RECORDS FOR THIS TASK.
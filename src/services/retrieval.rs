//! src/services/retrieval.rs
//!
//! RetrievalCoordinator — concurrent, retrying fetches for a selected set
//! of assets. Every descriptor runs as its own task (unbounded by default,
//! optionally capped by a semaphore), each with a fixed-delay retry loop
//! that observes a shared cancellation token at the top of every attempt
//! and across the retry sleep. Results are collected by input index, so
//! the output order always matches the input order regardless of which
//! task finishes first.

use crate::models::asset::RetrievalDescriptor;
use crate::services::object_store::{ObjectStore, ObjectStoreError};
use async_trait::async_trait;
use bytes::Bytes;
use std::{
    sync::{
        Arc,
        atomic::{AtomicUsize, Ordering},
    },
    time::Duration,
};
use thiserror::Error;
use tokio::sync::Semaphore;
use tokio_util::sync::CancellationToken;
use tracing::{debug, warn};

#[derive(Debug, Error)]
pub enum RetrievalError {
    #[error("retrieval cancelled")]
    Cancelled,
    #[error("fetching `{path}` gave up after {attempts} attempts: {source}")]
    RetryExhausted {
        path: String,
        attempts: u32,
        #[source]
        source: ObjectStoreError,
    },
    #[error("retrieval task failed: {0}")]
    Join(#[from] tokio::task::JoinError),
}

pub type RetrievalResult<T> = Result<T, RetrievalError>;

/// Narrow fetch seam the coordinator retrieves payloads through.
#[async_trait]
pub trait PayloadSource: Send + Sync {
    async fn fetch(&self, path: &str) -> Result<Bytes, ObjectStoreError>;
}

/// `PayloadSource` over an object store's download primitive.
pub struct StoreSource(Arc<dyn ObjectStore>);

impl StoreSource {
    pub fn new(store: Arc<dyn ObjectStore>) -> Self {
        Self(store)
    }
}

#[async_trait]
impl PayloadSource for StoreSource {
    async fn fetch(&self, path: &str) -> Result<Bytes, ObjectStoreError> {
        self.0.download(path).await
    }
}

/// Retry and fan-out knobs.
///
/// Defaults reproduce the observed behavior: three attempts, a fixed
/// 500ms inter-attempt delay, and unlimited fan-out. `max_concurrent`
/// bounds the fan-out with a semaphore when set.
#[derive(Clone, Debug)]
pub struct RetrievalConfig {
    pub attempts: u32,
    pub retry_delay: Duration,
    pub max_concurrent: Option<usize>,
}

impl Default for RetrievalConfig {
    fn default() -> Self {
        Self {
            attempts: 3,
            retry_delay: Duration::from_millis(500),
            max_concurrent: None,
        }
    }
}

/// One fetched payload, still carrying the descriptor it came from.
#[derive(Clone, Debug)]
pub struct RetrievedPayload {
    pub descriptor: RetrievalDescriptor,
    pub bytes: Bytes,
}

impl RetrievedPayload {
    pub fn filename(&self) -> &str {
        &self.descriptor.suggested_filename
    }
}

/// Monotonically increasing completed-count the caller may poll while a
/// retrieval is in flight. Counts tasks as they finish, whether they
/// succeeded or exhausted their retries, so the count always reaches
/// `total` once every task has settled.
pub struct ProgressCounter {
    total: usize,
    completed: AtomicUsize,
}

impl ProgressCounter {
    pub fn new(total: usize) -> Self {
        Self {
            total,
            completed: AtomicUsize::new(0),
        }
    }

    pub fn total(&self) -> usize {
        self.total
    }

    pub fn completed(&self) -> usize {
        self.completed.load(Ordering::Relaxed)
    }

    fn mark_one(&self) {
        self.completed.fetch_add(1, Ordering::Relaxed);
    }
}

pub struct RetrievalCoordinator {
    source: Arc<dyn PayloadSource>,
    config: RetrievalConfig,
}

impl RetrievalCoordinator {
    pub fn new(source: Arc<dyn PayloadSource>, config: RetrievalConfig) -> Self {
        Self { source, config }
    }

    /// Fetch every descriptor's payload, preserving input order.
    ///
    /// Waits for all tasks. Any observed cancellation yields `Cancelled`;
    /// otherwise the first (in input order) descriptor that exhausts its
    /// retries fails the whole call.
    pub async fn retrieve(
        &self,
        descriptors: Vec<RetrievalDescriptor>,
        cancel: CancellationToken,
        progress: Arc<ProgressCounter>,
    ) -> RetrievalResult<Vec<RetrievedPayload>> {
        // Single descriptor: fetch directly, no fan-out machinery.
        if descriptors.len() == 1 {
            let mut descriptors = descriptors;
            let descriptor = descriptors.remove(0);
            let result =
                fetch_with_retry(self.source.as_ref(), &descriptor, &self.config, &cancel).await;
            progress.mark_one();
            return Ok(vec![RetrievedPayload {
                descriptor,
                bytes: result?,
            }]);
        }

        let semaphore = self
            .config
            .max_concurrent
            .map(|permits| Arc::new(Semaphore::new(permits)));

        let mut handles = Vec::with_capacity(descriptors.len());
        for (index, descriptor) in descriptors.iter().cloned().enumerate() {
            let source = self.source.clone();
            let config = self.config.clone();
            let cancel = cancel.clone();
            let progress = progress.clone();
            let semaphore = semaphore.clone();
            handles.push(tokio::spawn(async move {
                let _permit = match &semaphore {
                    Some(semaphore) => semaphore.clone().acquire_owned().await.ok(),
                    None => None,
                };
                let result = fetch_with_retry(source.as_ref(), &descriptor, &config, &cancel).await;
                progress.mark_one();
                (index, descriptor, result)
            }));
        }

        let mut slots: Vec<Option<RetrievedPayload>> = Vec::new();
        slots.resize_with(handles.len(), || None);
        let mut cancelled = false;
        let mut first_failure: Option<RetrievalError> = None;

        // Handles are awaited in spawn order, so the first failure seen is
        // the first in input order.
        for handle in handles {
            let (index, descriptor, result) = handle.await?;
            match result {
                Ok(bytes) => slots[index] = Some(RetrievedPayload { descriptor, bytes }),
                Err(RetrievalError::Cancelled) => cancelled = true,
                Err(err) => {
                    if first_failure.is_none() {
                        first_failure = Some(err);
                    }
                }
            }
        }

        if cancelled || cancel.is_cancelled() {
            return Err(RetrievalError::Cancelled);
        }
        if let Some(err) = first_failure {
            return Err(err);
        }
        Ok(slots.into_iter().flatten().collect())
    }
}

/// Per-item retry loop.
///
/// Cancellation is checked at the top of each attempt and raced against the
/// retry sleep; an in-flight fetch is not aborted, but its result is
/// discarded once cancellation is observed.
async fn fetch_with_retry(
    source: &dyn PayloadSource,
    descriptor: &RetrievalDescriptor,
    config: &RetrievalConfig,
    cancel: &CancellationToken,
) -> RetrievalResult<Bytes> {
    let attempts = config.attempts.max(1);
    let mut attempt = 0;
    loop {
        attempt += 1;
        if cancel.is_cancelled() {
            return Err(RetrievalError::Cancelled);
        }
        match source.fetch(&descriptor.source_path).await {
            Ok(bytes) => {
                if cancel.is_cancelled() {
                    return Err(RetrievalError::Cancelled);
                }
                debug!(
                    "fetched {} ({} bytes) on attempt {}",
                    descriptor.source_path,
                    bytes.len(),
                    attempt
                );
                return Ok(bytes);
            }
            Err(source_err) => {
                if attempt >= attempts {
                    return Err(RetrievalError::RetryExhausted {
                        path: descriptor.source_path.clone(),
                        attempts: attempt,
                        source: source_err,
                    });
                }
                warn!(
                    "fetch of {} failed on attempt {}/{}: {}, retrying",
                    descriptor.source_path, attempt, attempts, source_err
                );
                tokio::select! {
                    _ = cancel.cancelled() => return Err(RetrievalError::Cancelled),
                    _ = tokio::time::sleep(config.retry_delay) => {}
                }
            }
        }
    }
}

THE PROBLEM. In the material above, find each line that has the string "Duration" and return it.

ANSWER TO THE PROBLEM.
    time::Duration,
    pub retry_delay: Duration,
            retry_delay: Duration::from_millis(500),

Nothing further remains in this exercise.